NAQUELE DIA EU VI O
DIABO DE PERTO
(Miguel Carneiro)
Para Pedro Vianna e Éric Meyleuc,
poetas ternos em meu coração de
menino.
Caminhava aquele ano tenebroso, e a
cidade que abracei como pátria acordava sob morteiros. O meu leito,
que dividia com algumas mulheres e que eu imaginava que parecia
incólume às bombas alemãs, sacolejava. Contudo, as janelas do quarto
de dormir permaneciam fechadas por todo o longo dia.
Minha irmã já estava morta, e, em meio
aos escombros da cidade, desfilava o Marechal Philippe Pétain,
repleto de sacos de presentes do Magazine Printemps. Parecia Satã
com sua arrogância. Eu buscava meu povo entre os morteiros. Meu
irmão caçula, Cícero Dias, que era pintor em Paris, simpatizante do
Partido Comunista, tinha fugido na véspera da invasão para Portugal,
numa difícil missão de entregar ao secretário do embaixador, mister
Marshall, o poema “Liberdade” de Paul Èluard, para que o poeta
inglês Rolland Penthouse o traduzisse poema para o inglês. Contudo,
ele teve a precaução de riscar a palavra “liberté” da cópia do
poema, para que, caso fosse ele pego, não caísse no pelotão de
fuzilamento entre os alemães, mas o poema "Liberté" de Paul Éluard
chegou ao seu destino e foi impresso em milhares de panfletos e
jogado sobre as tropas aliadas no front.
Minha família na Europa se movimentava
solidária contra o monstro do Apocalipse. Havia muitos mortos
estendidos pelas ruas, e num deles eu vi um cidadão francês idoso,
crivado de projéteis, que no peito guardava um escapulário com a
estampa de Nossa Senhora do Carmo e Coração de Jesus, de plástico,
amarrotado de cinzas e terra. O apanhei e coloquei sobre o meu
peito. Estava atônito diante de tantas atrocidades. Um menino de
apenas sete anos, que fugia de um palácio nas imediações do
Boulevard du Montparnasse, com um semblante de anjo assustado,
buscou abrigo junto a mim. A sanha assassina dos soldados nazistas
não também poupava os inocentes. Sobretudo, eu, judeu marradino,
exilado de minha pátria, naquela terra distante.
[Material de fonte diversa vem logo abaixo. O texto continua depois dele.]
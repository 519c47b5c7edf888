mod dataset_tests;
mod utils;
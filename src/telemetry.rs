// src/telemetry.rs

use tracing::Level;
use tracing_subscriber::layer::SubscriberExt;
use tracing_subscriber::util::SubscriberInitExt;
use tracing_subscriber::{fmt, EnvFilter};

/// Installs the global subscriber. `RUST_LOG` wins over `level`.
/// Only the first call has any effect.
pub fn init_tracing(json: bool, level: Level) {
    let env_filter =
        EnvFilter::try_from_default_env().unwrap_or_else(|_| EnvFilter::new(level.as_str()));

    let registry = tracing_subscriber::registry().with(env_filter);

    if json {
        registry
            .with(fmt::layer().with_target(false).json())
            .try_init()
            .ok();
    } else {
        registry.with(fmt::layer().with_target(false)).try_init().ok();
    }
}
pub mod errors;
pub mod json;

pub use errors::{error_response, ResultResp};
pub use json::json_response;
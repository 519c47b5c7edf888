// src/sources/http.rs

use reqwest::blocking::Client;
use serde::de::DeserializeOwned;
use std::time::Duration;
use thiserror::Error;

const USER_AGENT: &str = concat!("smart_city_explorer/", env!("CARGO_PKG_VERSION"));

#[derive(Debug, Error)]
pub enum HttpError {
    #[error("Network error: {0}")]
    Network(String),

    #[error("JSON parse error: {0}")]
    JsonParse(String),
}

/// A GET request described as plain data, so adapters can be exercised
/// without a network.
#[derive(Debug, Clone, PartialEq)]
pub struct HttpRequest {
    pub url: String,
    pub query: Vec<(String, String)>,
    pub headers: Vec<(String, String)>,
}

impl HttpRequest {
    pub fn get(url: impl Into<String>) -> Self {
        Self {
            url: url.into(),
            query: Vec::new(),
            headers: Vec::new(),
        }
    }

    pub fn query(mut self, key: &str, value: impl ToString) -> Self {
        self.query.push((key.to_string(), value.to_string()));
        self
    }

    pub fn header(mut self, key: &str, value: impl Into<String>) -> Self {
        self.headers.push((key.to_string(), value.into()));
        self
    }
}

#[derive(Debug, Clone)]
pub struct HttpResponse {
    pub status: u16,
    pub body: String,
}

impl HttpResponse {
    pub fn is_success(&self) -> bool {
        (200..300).contains(&self.status)
    }

    pub fn json<T: DeserializeOwned>(&self) -> Result<T, HttpError> {
        serde_json::from_str(&self.body).map_err(|e| HttpError::JsonParse(e.to_string()))
    }
}

pub trait HttpClient: Send + Sync {
    fn get(&self, request: &HttpRequest) -> Result<HttpResponse, HttpError>;
}

/// Blocking reqwest client shared by every adapter. Every call is bounded by
/// the configured timeout.
pub struct ReqwestClient {
    client: Client,
}

impl ReqwestClient {
    pub fn new(timeout: Duration) -> Result<Self, HttpError> {
        let client = Client::builder()
            .user_agent(USER_AGENT)
            .timeout(timeout)
            .build()
            .map_err(|e| HttpError::Network(e.to_string()))?;

        Ok(Self { client })
    }
}

impl HttpClient for ReqwestClient {
    fn get(&self, request: &HttpRequest) -> Result<HttpResponse, HttpError> {
        let mut builder = self.client.get(&request.url).query(&request.query);
        for (key, value) in &request.headers {
            builder = builder.header(key.as_str(), value.as_str());
        }

        let resp = builder
            .send()
            .map_err(|e| HttpError::Network(e.to_string()))?;

        let status = resp.status().as_u16();
        let body = resp
            .text()
            .map_err(|e| HttpError::Network(e.to_string()))?;

        Ok(HttpResponse { status, body })
    }
}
Nos subterrâneos da linha de esgoto
busquei junto com o pequeno infante um meio de nos proteger. Fazia
daquele local um abrigo seguro, semelhante às primeiras catacumbas,
onde em Roma, no tempo do imperador Nero, os primeiros cristãos se
reuniam, fugindo da perseguição do louco tirano. Eu também buscava
nos proteger daquelas bestas que encarnavam o Apocalipse. O som
ensurdecedor de tanques e o marchar dos soldados sob o solo francês
me traziam pânico e medo. Eu via a morte tão próxima que se fechasse
o olho já estaria do outro lado, em companhia dos defuntos.
Sou apenas um poeta brasileiro, fugindo
das atrocidades do Regime de Getúlio Vargas, e encontrei na capital
francesa, Paris, meu verdadeiro paraíso. Escapei das garras do DOPS
e da polícia secreta de Felinto Müller, que me caçavam como um
condenado, através da fronteira do Rio Grande, indo parar na
Argentina, onde de peguei um paquete em direção à Europa. Muitos
companheiros que trabalhavam na redação do jornal junto comigo e não
quiseram delatar que eram os membros da célula comunista a qual
pertencíamos acabaram sendo torturados e mortos. Durante o período
em que vivi em Paris, trabalhei fazendo pequenos biscates. Ora me
tornava pintor de paredes de apartamentos, ora trabalhava como
acompanhante de idosos. No território francês, também vivi na
ilegalidade, fugindo das revistas dos policiais, que demandavam “papier,
papier” pelos corredores dos metrôs. Sou um sujeito de
compleição física avantajada e posso muito bem ser confundido com um
imigrante argelino, pela cor de minha pele e o modo de como me
visto. Durante cerca de seis anos fiquei sem notícias de meus
parentes na América do Sul. Evitava me comunicar com eles para que a
polícia secreta do ditador não pudesse me localizar. Essa estratégia
de sobrevivência me colocava livre das garras do carniceiro, e assim
eu também protegia os meus familiares que ficaram no Brasil de serem
perseguidos.
Em 1936, eu já estava na Europa, e
através de uma notícia do Brasil soube que um grupo de vinte e dois
companheiros da organização humanitária Brazkor, que acolhia judeus
no território brasileiro, foram expulsos do meu país e embarcados no
navio “Bagé”, tendo como comandante Amaury de Bustamante Fontoura,
com destino ao porto de Hamburgo. Me dirigi da capital francesa para
o referido porto, e lá os estivadores franceses do porto de Havre,
quando o navio atracou, de passagem para Hamburgo, avisados por
membros do PCB, estavam mobilizados para dar liberdade aos expulsos;
e, por precaução, o dito comandante pediu garantias à polícia do
porto. Ao saber disso, os estivadores declararam greve. O comandante
comunicou-se com o cônsul brasileiro, e este repassou a informação
ao embaixador em Paris, Souza Dantas. Do contato das autoridades
brasileiras e francesas foi resolvido o desembarque dos comunistas
sob a responsabilidade das autoridades locais, os quais seriam
encaminhados por terra à fronteira da Suíça.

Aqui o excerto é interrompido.